**YOUR INSTRUCTIONS**
Check each line of the records for "select"; collect those that have it.

══════════

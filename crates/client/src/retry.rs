//! Bounded, cancellable retries.

use crate::config::RetryPolicy;
use crate::error::ClientError;
use std::future::Future;
use tokio_util::sync::CancellationToken;
use tracing::{info, warn};

/// Run `op` until it succeeds, fails permanently, or runs out of attempts.
///
/// Each attempt is bounded by `policy.attempt_timeout`. Between attempts the
/// call sleeps `backoff_step * attempt`. Cancelling `cancel` aborts the
/// current attempt or sleep immediately with [`ClientError::Cancelled`].
pub async fn with_retry<T, F, Fut>(
    policy: &RetryPolicy,
    cancel: &CancellationToken,
    operation: &str,
    mut op: F,
) -> Result<T, ClientError>
where
    F: FnMut(u32) -> Fut,
    Fut: Future<Output = Result<T, ClientError>>,
{
    let mut last_error = String::from("no attempts made");

    for attempt in 1..=policy.max_attempts {
        let outcome = tokio::select! {
            biased;
            _ = cancel.cancelled() => return Err(ClientError::Cancelled),
            result = tokio::time::timeout(policy.attempt_timeout, op(attempt)) => {
                result.unwrap_or(Err(ClientError::Timeout(policy.attempt_timeout)))
            }
        };

        match outcome {
            Ok(value) => {
                info!(operation, attempt, "Request succeeded");
                return Ok(value);
            }
            Err(e) if !e.is_retryable() => return Err(e),
            Err(e) => {
                last_error = e.to_string();
                if attempt == policy.max_attempts {
                    warn!(operation, attempt, error = %e, "Final attempt failed");
                    break;
                }
                let backoff = policy.backoff_after(attempt);
                warn!(operation, attempt, error = %e, ?backoff, "Attempt failed, retrying");
                tokio::select! {
                    biased;
                    _ = cancel.cancelled() => return Err(ClientError::Cancelled),
                    _ = tokio::time::sleep(backoff) => {}
                }
            }
        }
    }

    Err(ClientError::Exhausted {
        attempts: policy.max_attempts,
        last_error,
    })
}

══════════

**SOLUTION**
        let outcome = tokio::select! {
                tokio::select! {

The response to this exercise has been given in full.